What did President Von der Leyen say to your statement?

She would never admit that I am right, so she started talking about the role of the ECJ. Another example: the EPP will send a delegation to Poland. The Spanish representative in charge of the group, Esteban González Pons, carelessly, and publicly stated that their mission is to help change the Polish government. It is appalling.

There is less than a week left until the ECJ ruling on the rule of law. According to the latest reports, the EP will debate the ruling within hours.

It is laughable, right? They could at least wait for a written justification. This also shows that the left is confident that the courts will uphold the decree. For the record, I myself am sure of this as well.

I have had no expectations of professionalism from the Luxembourg courts for a while now. It does the same as the Commission and Parliament: it tries to circumvent the basic treaties.

There is essentially no legal debate where the ECJ does not side with EU institutions. It consistently protects EU institutions. This will be no different on this occasion.

If they declare the legality of the rule of law regulation, it will be possible to sanction certain countries and restrict EU funding. Meanwhile the Hungarian and Polish recovery plans are awaiting approval. This week we also saw the European Commission indicate that it would withdraw 15 million euros from EU funds for Poland – despite coming to an agreement with the Czechs on the Turów mine. How much room for maneuver does Warsaw have?

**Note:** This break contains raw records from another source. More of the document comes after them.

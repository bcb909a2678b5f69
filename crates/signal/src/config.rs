// SPDX-License-Identifier: Apache-2.0
// Copyright (c) 2026 Coact Contributors

#[derive(Debug, Clone, clap::Args)]
pub struct SignalConfig {
    #[command(flatten)]
    pub substrate: coact_substrate::SubstrateConfig,

    #[arg(long, default_value = "0.0.0.0", env = "COACT_SIGNAL_HOST")]
    pub host: String,

    #[arg(long, default_value_t = 8102, env = "COACT_SIGNAL_PORT")]
    pub port: u16,

    /// Heartbeat timeout after which a client with no activity is dropped.
    #[arg(long, default_value_t = 30_000, env = "COACT_SIGNAL_HEARTBEAT_TIMEOUT_MS")]
    pub heartbeat_timeout_ms: u64,
}

impl SignalConfig {
    pub fn heartbeat_timeout(&self) -> std::time::Duration {
        std::time::Duration::from_millis(self.heartbeat_timeout_ms)
    }
}
// SPDX-License-Identifier: Apache-2.0
// Copyright (c) 2026 Coact Contributors

//! The CRDT value backing one document (spec §3/§4.4). A thin wrapper over
//! `yrs::Doc`: merges are commutative, associative, and idempotent by
//! construction, so the invariants spec §3 asks for ("the encoded state
//! monotonically absorbs updates") and spec §8's convergence law fall out
//! of the library rather than anything this wrapper has to enforce.

use thiserror::Error;
use yrs::updates::decoder::Decode;
use yrs::{Doc, ReadTxn, StateVector, Transact, Update};

#[derive(Debug, Error)]
pub enum DocumentError {
    #[error("malformed CRDT update: {0}")]
    MalformedUpdate(String),
}

/// In-memory CRDT document. Cheap to clone (yrs's `sync` feature backs
/// `Doc` with an internal `Arc`), so callers can hand copies around freely;
/// all clones observe the same underlying state.
#[derive(Clone)]
pub struct CrdtDocument {
    doc: Doc,
}

impl Default for CrdtDocument {
    fn default() -> Self {
        Self::new()
    }
}

impl CrdtDocument {
    pub fn new() -> Self {
        Self { doc: Doc::new() }
    }

    /// Construct a document and immediately merge in a previously persisted
    /// encoded state (spec §4.4: "the latest encoded state is loaded and
    /// applied to the in-memory document" on connect).
    pub fn from_persisted(bytes: &[u8]) -> Result<Self, DocumentError> {
        let doc = Self::new();
        doc.apply_update(bytes)?;
        Ok(doc)
    }

    /// Merge an update produced by a client or another node. Idempotent and
    /// order-independent: applying the same update twice, or applying two
    /// updates in either order, converges to the same state.
    pub fn apply_update(&self, update_bytes: &[u8]) -> Result<(), DocumentError> {
        let update = Update::decode_v1(update_bytes)
            .map_err(|e| DocumentError::MalformedUpdate(e.to_string()))?;
        let mut txn = self.doc.transact_mut();
        let _ = txn.apply_update(update);
        Ok(())
    }

    /// Encode the full current state as a single update against an empty
    /// state vector — what gets persisted to the substrate and what a
    /// freshly connecting client receives as its catch-up frame.
    pub fn encode_full_state(&self) -> Vec<u8> {
        let txn = self.doc.transact();
        txn.encode_state_as_update_v1(&StateVector::default())
    }
}

#[cfg(test)]
mod tests {
    use super::*;
    use proptest::prelude::*;

    #[test]
    fn merge_is_commutative_across_two_replicas() {
        let a = CrdtDocument::new();
        let b = CrdtDocument::new();

        let u1 = {
            let mut txn = a.doc.transact_mut();
            txn.get_or_insert_text("content").insert(&mut txn, 0, "A");
            txn.encode_state_as_update_v1(&StateVector::default())
        };
        let u2 = {
            let mut txn = b.doc.transact_mut();
            txn.get_or_insert_text("content").insert(&mut txn, 0, "B");
            txn.encode_state_as_update_v1(&StateVector::default())
        };

        // Apply in opposite orders on two fresh replicas.
        let order1 = CrdtDocument::new();
        order1.apply_update(&u1).unwrap();
        order1.apply_update(&u2).unwrap();

        let order2 = CrdtDocument::new();
        order2.apply_update(&u2).unwrap();
        order2.apply_update(&u1).unwrap();

        assert_eq!(order1.encode_full_state(), order2.encode_full_state());
    }

    #[test]
    fn applying_the_same_update_twice_is_a_noop() {
        let doc = CrdtDocument::new();
        let update = {
            let mut txn = doc.doc.transact_mut();
            txn.get_or_insert_text("content").insert(&mut txn, 0, "hello");
            txn.encode_state_as_update_v1(&StateVector::default())
        };
        let once = CrdtDocument::new();
        once.apply_update(&update).unwrap();
        let state_once = once.encode_full_state();

        once.apply_update(&update).unwrap();
        let state_twice = once.encode_full_state();

        assert_eq!(state_once, state_twice);
    }

    #[test]
    fn rejects_malformed_update_bytes() {
        let doc = CrdtDocument::new();
        assert!(doc.apply_update(&[0xff, 0x00, 0x01]).is_err());
    }

    /// Build one update per replica inserting a distinct single character,
    /// for use as proptest input: arbitrary insert order must still
    /// converge (spec §8 invariant 5).
    fn insert_update(ch: char) -> Vec<u8> {
        let doc = CrdtDocument::new();
        let mut txn = doc.doc.transact_mut();
        txn.get_or_insert_text("content").insert(&mut txn, 0, &ch.to_string());
        txn.encode_state_as_update_v1(&StateVector::default())
    }

    proptest! {
        /// Spec §8 invariant 5 / CRDT merge law: applying the same set of
        /// updates in any order yields byte-identical encoded state. The
        /// permutation is derived by sorting indices against arbitrary
        /// random keys (an argsort shuffle) rather than enumerating
        /// permutations directly, since proptest has no built-in
        /// permutation strategy.
        #[test]
        fn merge_law_holds_under_arbitrary_interleaving(keys in proptest::collection::vec(0u32..1000, 5)) {
            let updates: Vec<Vec<u8>> = ('a'..='e').map(insert_update).collect();

            let reference = CrdtDocument::new();
            for u in &updates {
                reference.apply_update(u).unwrap();
            }
            let expected = reference.encode_full_state();

            let mut order: Vec<usize> = (0..updates.len()).collect();
            order.sort_by_key(|&i| keys[i]);

            let shuffled = CrdtDocument::new();
            for idx in order {
                shuffled.apply_update(&updates[idx]).unwrap();
            }
            prop_assert_eq!(shuffled.encode_full_state(), expected);
        }
    }
}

Less and less. But this only proves what I have been saying all along: they are consciously trying to incapacitate our governments. But there is another side to the coin: more and more people across the continent are realizing that the true face of the EU can be very ugly indeed as our sovereignty is taken away. Thirty years after communism we are again faced with the question: are we losing sovereignty? For have no doubt, Eastern countries will suffer from these efforts – not Germany or France. The currently ongoing conference on the future of the EU is also working to essentially replace consensual decision-making with a qualified majority.

They have no problem ignoring rulings from Member States’ constitutional courts as we saw. Yet in the beginning of this tighter cooperation there was no mention of Member States’ completely losing their sovereignty.

This process favors large countries as they provide the EU institutions with power. If the Germans and French suddenly withdrew support from the European Commission, it would not be able to function. The struggle for power also has an ideological side: in their eyes, Eastern countries are not progressive enough. They look to the past too often, and even dare to elect conservative governments.

The French president recently said in Strasbourg a few weeks ago that we must be careful with the rule of law mechanisms as we cannot allow for more Member States to become disillusioned with the European project.

Occasionally you do hear reassuring words – but this does not change the fact that the machine is constantly devouring. They are coming at us like bulldozers. The ECJ’s ruling next week is more significant than what President Macron says at the plenary. This process would only be slowed if we had more power in our hands. But as of now, I think the European conservatives are still too weak. We are in need of a minority capable of blocking – but of course we do not want to force our views on others. I am warily hopeful that this will change in 2024, after the European Parliamentary elections. A little over half of Western Europeans are dissatisfied with EU policies. There are certain countries where 30 to 40 percent are decidedly critical. If they had representation, we could make a change. But I cannot predict the future and I do not want to try.

Elections will be held in Poland next year. Are you expecting foreign manipulation?

Of course. Just as those in Brussels did not forget that the Hungarian elections will be this April.